Este texto poderá ser encarado por alguns como uma justificação para andamentos menores e mais uma repetição do discurso do “coitadinho”. Aliás quem achar isso pode fazer o que a grande maioria faz… não ler este blog. O que queremos aqui comprovar, mesmo sem os dados sólidos que gostaríamos (os dados apresentados foram retirados de conversas de pessoas que têm muita experiência em corridas, mas que obviamente carecem de um estudo mais profundo e não devem ser levados “ao pé da letra”) é que a “nossa malta” portou-se muito bem, que temos muito talento por cá e se por algum acaso alguém resolver investir a sério no automobilismo nacional, vamos ter muitos motivos de alegria.
É por acaso que nomes como João Barbosa, Filipe Albuquerque, Álvaro Parente, Pedro Lamy, António Félix da Costa são olhados com admiração e respeito lá fora, quer por fãs e principalmente pelas equipas que com eles trabalham?
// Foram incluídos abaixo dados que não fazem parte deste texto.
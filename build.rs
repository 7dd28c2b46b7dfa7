use std::{
    process::Command,
    time::{SystemTime, UNIX_EPOCH},
};

fn main() {
    println!("cargo:rerun-if-changed=.git/HEAD");
    println!("cargo:rerun-if-changed=.git/index");

    let output = Command::new("git")
        .args(["describe", "--tags", "--always", "--dirty"])
        .output();

    let version = match output {
        Ok(o) if o.status.success() => {
            let git_output = String::from_utf8(o.stdout)
                .unwrap_or_default()
                .trim()
                .to_string();

            // Strip 'v' prefix if present (e.g., "v1.0.0" -> "1.0.0")
            let version = git_output.strip_prefix('v').unwrap_or(&git_output);

            if version.ends_with("-dirty") || version.is_empty() {
                // Dirty working tree or no output: append timestamp
                format!("{}-{}", version, timestamp())
            } else {
                version.to_string()
            }
        }
        _ => {
            // Git command failed: use timestamp as version
            format!("0.0.0-unknown-{}", timestamp())
        }
    };

    println!("cargo:rustc-env=FTBDL_VERSION={}", version);
}

fn timestamp() -> u64 {
    SystemTime::now()
        .duration_since(UNIX_EPOCH)
        .expect("Time went backwards")
        .as_secs()
}
//! Pack manifest retrieval and decoding.

use anyhow::{Context, Result, anyhow};
use log::debug;
use reqwest::{Client, StatusCode};
use serde::Deserialize;

use crate::http::FetchSession;

/// One downloadable file belonging to a pack.
#[derive(Debug, Clone, Deserialize)]
pub struct ManifestFile {
    pub name: String,
    pub url: String,
    /// Sub-directory under the target dir, e.g. "mods". Empty means the
    /// target dir itself.
    #[serde(default)]
    pub path: String,
}

/// Standalone installer shipped next to the pack files.
#[derive(Debug, Clone, Deserialize)]
pub struct Installer {
    pub name: String,
    pub url: String,
}

/// A pack manifest as served by the catalog API.
#[derive(Debug, Clone, Deserialize)]
pub struct Manifest {
    pub name: String,
    #[serde(default)]
    pub version: Option<String>,
    pub files: Vec<ManifestFile>,
    #[serde(default)]
    pub installer: Option<Installer>,
}

impl Manifest {
    pub fn mod_count(&self) -> usize {
        self.files.len()
    }
}

/// Fetches and decodes the manifest for a pack id.
///
/// The fetch itself absorbs transient server errors; this only fails once
/// the session has given up or the payload does not decode.
#[tracing::instrument(skip(client))]
pub async fn fetch(client: &Client, api_url: &str, pack_id: u32) -> Result<Manifest> {
    let url = format!(
        "{}/public/modpack/{}",
        api_url.trim_end_matches('/'),
        pack_id
    );
    debug!("fetching manifest from {url}");

    let response = FetchSession::run(client, &url, false)
        .await
        .ok_or_else(|| anyhow!("no response received from {url}"))?;
    if response.status() != StatusCode::OK {
        return Err(anyhow!(
            "manifest request for pack {pack_id} returned HTTP {}",
            response.status().as_u16()
        ));
    }

    response
        .json::<Manifest>()
        .await
        .context("failed to decode manifest JSON")
}
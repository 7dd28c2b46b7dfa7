//! System abstraction for filesystem access.
//!
//! A thin trait over the handful of operations the downloader performs on the
//! host, so path handling and artifact placement can be tested against a mock
//! instead of the real filesystem.

use anyhow::Result;
use std::io::Write;
use std::path::{Path, PathBuf};

#[cfg_attr(test, mockall::automock)]
pub trait Runtime: Send + Sync {
    fn current_dir(&self) -> Result<PathBuf>;

    /// Resolves symlinks and returns the canonical absolute path.
    fn canonicalize(&self, path: &Path) -> Result<PathBuf>;

    fn exists(&self, path: &Path) -> bool;
    fn is_dir(&self, path: &Path) -> bool;
    fn is_file(&self, path: &Path) -> bool;
    fn create_dir_all(&self, path: &Path) -> Result<()>;
    fn create_file(&self, path: &Path) -> Result<Box<dyn Write + Send>>;
}

pub struct RealRuntime;

impl Runtime for RealRuntime {
    fn current_dir(&self) -> Result<PathBuf> {
        Ok(std::env::current_dir()?)
    }

    fn canonicalize(&self, path: &Path) -> Result<PathBuf> {
        Ok(std::fs::canonicalize(path)?)
    }

    fn exists(&self, path: &Path) -> bool {
        path.exists()
    }

    fn is_dir(&self, path: &Path) -> bool {
        path.is_dir()
    }

    fn is_file(&self, path: &Path) -> bool {
        path.is_file()
    }

    fn create_dir_all(&self, path: &Path) -> Result<()> {
        Ok(std::fs::create_dir_all(path)?)
    }

    fn create_file(&self, path: &Path) -> Result<Box<dyn Write + Send>> {
        Ok(Box::new(std::fs::File::create(path)?))
    }
}

#[cfg(test)]
mod tests {
    use super::*;
    use tempfile::tempdir;

    #[test]
    fn real_runtime_creates_nested_directories_and_files() {
        let root = tempdir().unwrap();
        let runtime = RealRuntime;

        let dir = root.path().join("a/b/c");
        runtime.create_dir_all(&dir).unwrap();
        assert!(runtime.is_dir(&dir));

        let file = dir.join("out.bin");
        let mut writer = runtime.create_file(&file).unwrap();
        writer.write_all(b"content").unwrap();
        drop(writer);

        assert!(runtime.is_file(&file));
        assert_eq!(std::fs::read(&file).unwrap(), b"content");
    }
}
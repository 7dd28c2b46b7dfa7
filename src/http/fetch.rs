//! Resilient single-URL fetch with bounded retry.
//!
//! A [`FetchSession`] is one logical GET. It runs physical attempts against
//! the network, classifies each outcome, retries server-side failures
//! (500/503/504) a bounded number of times with a fixed delay, and hands
//! back whatever the final attempt produced. Per-attempt failures are
//! reported to the console and absorbed; nothing is raised at the session
//! boundary. Callers inspect the returned response, or its absence,
//! themselves.

use std::time::Duration;

use anyhow::{Context, Result};
use log::debug;
use reqwest::header::USER_AGENT;
use reqwest::{Client, Response, StatusCode};

use super::useragent::random_user_agent;
use crate::report::report;

/// Per-attempt network timeout.
pub const FETCH_TIMEOUT: Duration = Duration::from_secs(10);

/// Maximum number of retries after the initial attempt.
pub const RETRY_MAX: u32 = 3;

/// Fixed delay between a retryable failure and the next attempt.
pub const RETRY_DELAY: Duration = Duration::from_millis(2500);

/// Statuses worth retrying; any other outcome ends the session.
pub const RETRY_STATUS: [StatusCode; 3] = [
    StatusCode::INTERNAL_SERVER_ERROR,
    StatusCode::SERVICE_UNAVAILABLE,
    StatusCode::GATEWAY_TIMEOUT,
];

/// Builds the client used for fetch sessions: TLS verification on, 10 s
/// connect and read timeouts. Streaming sessions rely on these client-level
/// timeouts so a large body can take longer than 10 s overall as long as
/// data keeps arriving.
pub fn client() -> Result<Client> {
    Client::builder()
        .connect_timeout(FETCH_TIMEOUT)
        .read_timeout(FETCH_TIMEOUT)
        .build()
        .context("failed to build HTTP client")
}

/// How a failed attempt went wrong, in classification priority order.
#[derive(Clone, Copy, Debug, PartialEq, Eq)]
pub enum FailureKind {
    /// Connect or read timeout.
    Timeout,
    /// Redirect chain exceeded the client's limit.
    TooManyRedirects,
    /// The server certificate could not be verified.
    TlsVerification,
    /// Connection-level failure, or an HTTP error status.
    ConnectionOrHttp,
    /// Anything else the transport can produce.
    Other,
}

impl FailureKind {
    fn classify(error: &reqwest::Error) -> Self {
        if error.is_timeout() {
            FailureKind::Timeout
        } else if error.is_redirect() {
            FailureKind::TooManyRedirects
        } else if is_tls_error(error) {
            FailureKind::TlsVerification
        } else if error.is_connect() || error.is_status() {
            FailureKind::ConnectionOrHttp
        } else {
            FailureKind::Other
        }
    }
}

/// Walks the error source chain looking for a certificate problem.
fn is_tls_error(error: &reqwest::Error) -> bool {
    let mut source = std::error::Error::source(error);
    while let Some(cause) = source {
        let text = cause.to_string().to_ascii_lowercase();
        if text.contains("certificate") || text.contains("tls") || text.contains("ssl") {
            return true;
        }
        source = cause.source();
    }
    false
}

/// What one physical attempt produced.
#[derive(Debug)]
pub struct AttemptOutcome {
    /// HTTP status, absent when the attempt failed below the HTTP layer.
    pub status: Option<StatusCode>,
    /// Live response handle, present whenever the server answered at all,
    /// including with a 4xx/5xx status.
    pub response: Option<Response>,
}

/// One logical fetch-with-retry for a single URL.
///
/// Constructed and driven to completion in one call; there is no suspended
/// state to observe. The retry delay sleeps the session's task outright, with
/// no cancellation hook, and attempts within a session are strictly
/// sequential.
pub struct FetchSession {
    client: Client,
    url: String,
    streaming: bool,
    attempt: u32,
    user_agent: &'static str,
}

impl FetchSession {
    /// Runs a session to completion and returns the final attempt's response.
    ///
    /// The only success exit is a literal 200: any other status, 404 but also
    /// 201 or 204, ends the session at once and is returned as-is for the
    /// caller to inspect. Statuses 500/503/504 are retried up to [`RETRY_MAX`]
    /// times with a [`RETRY_DELAY`] pause before each retry. Transport
    /// failures with no HTTP status are terminal and yield `None`.
    ///
    /// With `streaming` set, the body of the returned response is left for
    /// the caller to consume, and ownership of its connection moves to the
    /// caller. Otherwise each attempt's response is bounded by the full
    /// [`FETCH_TIMEOUT`] and intermediate responses are dropped per attempt
    /// so their connections are released.
    pub async fn run(client: &Client, url: &str, streaming: bool) -> Option<Response> {
        let mut session = FetchSession {
            client: client.clone(),
            url: url.to_string(),
            streaming,
            attempt: 1,
            user_agent: random_user_agent(),
        };
        session.drive().await
    }

    async fn drive(&mut self) -> Option<Response> {
        loop {
            let outcome = self.attempt_once().await;
            let retryable = matches!(outcome.status, Some(s) if RETRY_STATUS.contains(&s));
            if !retryable {
                // Covers the 200 success exit and every non-retry end:
                // other 2xx/3xx, 4xx, and status-less transport failures.
                return outcome.response;
            }
            if self.attempt > RETRY_MAX {
                return outcome.response;
            }
            self.attempt += 1;
            debug!(
                "retrying {} (attempt {} of {})",
                self.url,
                self.attempt,
                RETRY_MAX + 1
            );
            tokio::time::sleep(RETRY_DELAY).await;
        }
    }

    /// One physical attempt. Failures are reported and folded into the
    /// outcome; they never escape.
    async fn attempt_once(&self) -> AttemptOutcome {
        let mut request = self
            .client
            .get(&self.url)
            .header(USER_AGENT, self.user_agent);
        if !self.streaming {
            request = request.timeout(FETCH_TIMEOUT);
        }

        match request.send().await {
            Ok(response) => {
                let status = response.status();
                if status.is_client_error() || status.is_server_error() {
                    if status == StatusCode::FORBIDDEN {
                        report("Forbidden: the request was not allowed");
                    } else {
                        report("Error: the requested resource could not be reached");
                    }
                }
                AttemptOutcome {
                    status: Some(status),
                    response: Some(response),
                }
            }
            Err(error) => {
                self.report_failure(&error);
                // A pure connection error carries no response to read a
                // status from; the outcome simply has none.
                AttemptOutcome {
                    status: error.status(),
                    response: None,
                }
            }
        }
    }

    fn report_failure(&self, error: &reqwest::Error) {
        match FailureKind::classify(error) {
            FailureKind::Timeout => report(&format!(
                "Timeout: the request timed out while waiting for the server to respond\n{error}"
            )),
            FailureKind::ConnectionOrHttp => match error.status() {
                Some(StatusCode::FORBIDDEN) => report("Forbidden: the request was not allowed"),
                _ => report(&format!(
                    "Error: the requested resource could not be reached\n{error}"
                )),
            },
            FailureKind::TooManyRedirects => report(&format!(
                "Error: the request exceeded the number of maximum redirections\n{error}"
            )),
            FailureKind::TlsVerification => report(&format!(
                "Error: the SSL certificate could not be verified\n{error}"
            )),
            FailureKind::Other => report(&format!(
                "Encountered an ambiguous error, you're on your own now\n{error}"
            )),
        }
    }
}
É por acaso que os Franciscos (Abreu e Mora) estão a mostrar qualidade no TCR Europe e que o Mora venceu em Hungaroring? Podemos não ter o mesmo material nem o mesmo tempo para mostrar a qualidade (isto da sorte também exige tempo e sem dinheiro, a margem para falhar é incomensuravelmente menor). Mas a velocidade nacional tem malta que merece respeito, admiração e de vez em quando uma oportunidade para brilhar ao mais alto nível. Vila Real provou isso, embora não seja visível à primeira vista.
Não quisemos aqui valorizar mais ou menos a participação de ninguém. Quisemos enaltecer apenas as diferenças que por vezes são esquecidas, da nossa realidade com a dos “grandes dos turismos”. Quisemos mostrar que os nossos pilotos e as nossas estruturas têm qualidade para andarem lá fora e mostrar serviço, mas quisemos mostrar também que o automobilismo exige investimento e aí nem sempre jogamos com as mesmas armas. Mas no braço, não devemos temer ninguém.